TFIIS is a transcription elongation factor conserved in frog, mouse and human. Recently, knockdown of TCEA1, the most well-characterized isoform of TFIIS, by RNA silencing was reported to inhibit cancer cell proliferation and induce apoptosis in breast, lung and pancreatic cancer cell lines through activation of p53 (Hubbard et al., 2008 [1]). However, the functions of other TFIIS isoforms are poorly defined. The present study shows that TCEA3, an isoform of TFIIS, can trigger ovarian cancer-specific cell death by activating the JNK signaling pathway. TCEA3 expression is low in ovarian cancer cell lines compared to noncancerous ovarian epithelial cells.
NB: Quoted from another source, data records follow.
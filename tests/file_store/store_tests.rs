//! Contract tests for the file-backed key-value store.

use super::helpers::{TempStore, temp_store};
use cap_std::ambient_authority;
use cap_std::fs_utf8::Dir;
use rstest::rstest;
use toist::todo::ports::{KeyValueStore, StorageError};

#[rstest]
#[tokio::test(flavor = "multi_thread")]
async fn missing_key_reads_as_none(
    temp_store: Result<TempStore, eyre::Report>,
) -> Result<(), eyre::Report> {
    let fixture = temp_store?;
    assert_eq!(fixture.store.get("toist-todos").await?, None);
    Ok(())
}

#[rstest]
#[tokio::test(flavor = "multi_thread")]
async fn set_overwrites_and_get_reads_back(
    temp_store: Result<TempStore, eyre::Report>,
) -> Result<(), eyre::Report> {
    let fixture = temp_store?;
    fixture.store.set("toist-todos", "[1]").await?;
    fixture.store.set("toist-todos", "[1,2]").await?;

    assert_eq!(
        fixture.store.get("toist-todos").await?.as_deref(),
        Some("[1,2]")
    );
    Ok(())
}

#[rstest]
#[tokio::test(flavor = "multi_thread")]
async fn values_live_in_one_json_file_per_key(
    temp_store: Result<TempStore, eyre::Report>,
) -> Result<(), eyre::Report> {
    let fixture = temp_store?;
    fixture.store.set("toist-todos", "[]").await?;

    let mut names = fixture.file_names()?;
    names.sort();
    assert_eq!(names, vec!["toist-todos.json".to_owned()]);
    Ok(())
}

#[rstest]
#[tokio::test(flavor = "multi_thread")]
async fn remove_deletes_and_tolerates_missing_keys(
    temp_store: Result<TempStore, eyre::Report>,
) -> Result<(), eyre::Report> {
    let fixture = temp_store?;
    fixture.store.set("toist-todos", "[]").await?;

    fixture.store.remove("toist-todos").await?;
    fixture.store.remove("toist-todos").await?;

    assert_eq!(fixture.store.get("toist-todos").await?, None);
    Ok(())
}

#[rstest]
#[tokio::test(flavor = "multi_thread")]
async fn keys_cannot_escape_the_store_directory(
    temp_store: Result<TempStore, eyre::Report>,
) -> Result<(), eyre::Report> {
    let fixture = temp_store?;
    let result = fixture.store.set("../outside", "[]").await;

    assert!(matches!(result, Err(StorageError::InvalidKey(_))));
    assert!(fixture.file_names()?.is_empty());
    Ok(())
}

#[rstest]
#[tokio::test(flavor = "multi_thread")]
async fn failed_rename_leaves_no_temporary_file(
    temp_store: Result<TempStore, eyre::Report>,
) -> Result<(), eyre::Report> {
    let fixture = temp_store?;
    let dir = Dir::open_ambient_dir(&fixture.root, ambient_authority())?;
    dir.create_dir("toist-todos.json")?;
    dir.write("toist-todos.json/occupied", "x")?;

    let result = fixture.store.set("toist-todos", "[]").await;

    assert!(result.is_err());
    assert_eq!(fixture.file_names()?, vec!["toist-todos.json".to_owned()]);
    Ok(())
}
Suppression of TCEA3 in noncancerous ovarian epithelial cells promotes cell growth whereas ectopic expression of TCEA3 in ovarian cancer cell lines induces the caspase-dependent mitochondrial cell death pathway. Molecular and chemical inhibition assays show that the interaction of TCEA3 with TGFβ receptor I induces cell death in ovarian cancer cell through Smad-independent activation of the JNK pathway. These results reveal that TCEA3 induces a novel apoptotic mechanism in OEC, which provides TCEA3 as a novel target to develop therapeutics of ovarian cancer.

► This is the first observation of the role of Tcea3 in cancer cells. ► Elevated Tcea3 expression triggers apoptotic cell death of ovarian cancer cell lines. ► Tcea3 binds to TGF-beta I receptor and activates TGF-beta signaling pathway. ► Tcea3 induces apoptosis through activation of Smad independent, JNK signaling.